Nos primeiros eventos coordenados da campanha de protesto, os manifestantes também bloquearam ruas em Novi Sad no norte, Nis no sul e Kragujevac no centro da Sérvia.
"Fora!" cantou a multidão em Belgrado, referindo-se ao presidente sérvio Aleksandar Vucic, enquanto sua imagem desfilava ao lado da do primeiro-ministro Ana brnabic e outras figuras proeminentes em trajes de prisão em preto e branco.
Os manifestantes também exigiram a renúncia do ministro do interior da Sérvia, Bratislav Gasic, e do chefe do serviço secreto, Aleksandar Vulin, a quem eles culpam por não conseguir deter as gangues.
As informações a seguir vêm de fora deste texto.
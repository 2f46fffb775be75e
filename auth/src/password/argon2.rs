use argon2::password_hash::rand_core::OsRng;
use argon2::password_hash::PasswordHash;
use argon2::password_hash::PasswordHasher as Argon2PasswordHasher;
use argon2::password_hash::PasswordVerifier;
use argon2::password_hash::SaltString;
use argon2::Argon2;

use super::errors::PasswordError;

/// One-way salted hashing for secrets at rest.
///
/// Used for user passwords and for refresh tokens before they are stored,
/// so a leaked store exposes neither in usable form.
#[derive(Debug, Clone, Copy, Default)]
pub struct PasswordHasher;

impl PasswordHasher {
    pub fn new() -> Self {
        Self
    }

    /// Hash a secret with Argon2id and a fresh random salt.
    ///
    /// Hashing the same input twice yields two different PHC strings.
    ///
    /// # Errors
    /// * `HashingFailed` - Argon2 rejected the input or parameters
    pub fn hash(&self, secret: &str) -> Result<String, PasswordError> {
        let salt = SaltString::generate(&mut OsRng);

        Argon2::default()
            .hash_password(secret.as_bytes(), &salt)
            .map(|hash| hash.to_string())
            .map_err(|e| PasswordError::HashingFailed(e.to_string()))
    }

    /// Check a secret against a stored PHC string.
    ///
    /// Returns false for a mismatch and for an empty or unparsable digest.
    /// The comparison itself is constant time inside `argon2`.
    pub fn verify(&self, secret: &str, digest: &str) -> bool {
        if digest.is_empty() {
            return false;
        }

        match PasswordHash::new(digest) {
            Ok(parsed) => Argon2::default()
                .verify_password(secret.as_bytes(), &parsed)
                .is_ok(),
            Err(_) => false,
        }
    }
}

#[cfg(test)]
mod tests {
    use super::*;

    #[test]
    fn test_hash_and_verify() {
        let hasher = PasswordHasher::new();
        let password = "my_secure_password";

        let hash = hasher.hash(password).expect("Failed to hash password");

        assert!(hash.starts_with("$argon2id$"));
        assert!(hasher.verify(password, &hash));
        assert!(!hasher.verify("wrong_password", &hash));
    }

    #[test]
    fn test_hash_is_salted() {
        let hasher = PasswordHasher::new();

        let first = hasher.hash("secret1").expect("Failed to hash password");
        let second = hasher.hash("secret1").expect("Failed to hash password");

        assert_ne!(first, second);
        assert!(hasher.verify("secret1", &first));
        assert!(hasher.verify("secret1", &second));
    }

    #[test]
    fn test_verify_malformed_digest() {
        let hasher = PasswordHasher::new();
        assert!(!hasher.verify("password", "invalid_hash"));
    }

    #[test]
    fn test_verify_empty_digest() {
        let hasher = PasswordHasher::new();
        assert!(!hasher.verify("password", ""));
        assert!(!hasher.verify("", ""));
    }

    #[test]
    fn test_long_secrets_are_not_truncated() {
        let hasher = PasswordHasher::new();
        let prefix = "x".repeat(100);
        let original = format!("{}original", prefix);
        let other = format!("{}other", prefix);

        let hash = hasher.hash(&original).expect("Failed to hash secret");

        assert!(hasher.verify(&original, &hash));
        assert!(!hasher.verify(&other, &hash));
    }
}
Acusando a mídia de promover a violência, eles também querem a retirada das licenças de transmissão dos canais de televisão Pink TV e Happy TV e a proibição de alguns tablóides.
"O tempo trabalha a nosso favor e, por mais que demore, vamos perseverar e, no final, alcançar nossos objetivos", disse um manifestante, o economista Vladimir Savic. "Eles (o governo) semeiam veneno e medo por toda a Sérvia."
Vucic, cujo partido está no poder desde 2012, havia dito que concordaria em testar sua popularidade no estalo pesquisas este ano, mas a oposição diz que as demandas dos protestos devem ser atendidas primeiro e a mídia deve ter maior liberdade.
Brnabic disse na semana passada que estava disposta a renunciar e convidou os partidos de oposição, que apoiaram os protestos, para um diálogo. Mas os líderes dos protestos disseram que não falarão com o governo até que suas demandas sejam atendidas.
A Sérvia tem uma cultura de armas profundamente arraigada e, junto com o resto dos Bálcãs Ocidentais, está inundada de armas de nível militar e munições em mãos privadas após as guerras da década de 1990 que destruíram a ex-Iugoslávia.
No entanto, tiroteios em massa eram raros até o mês passado.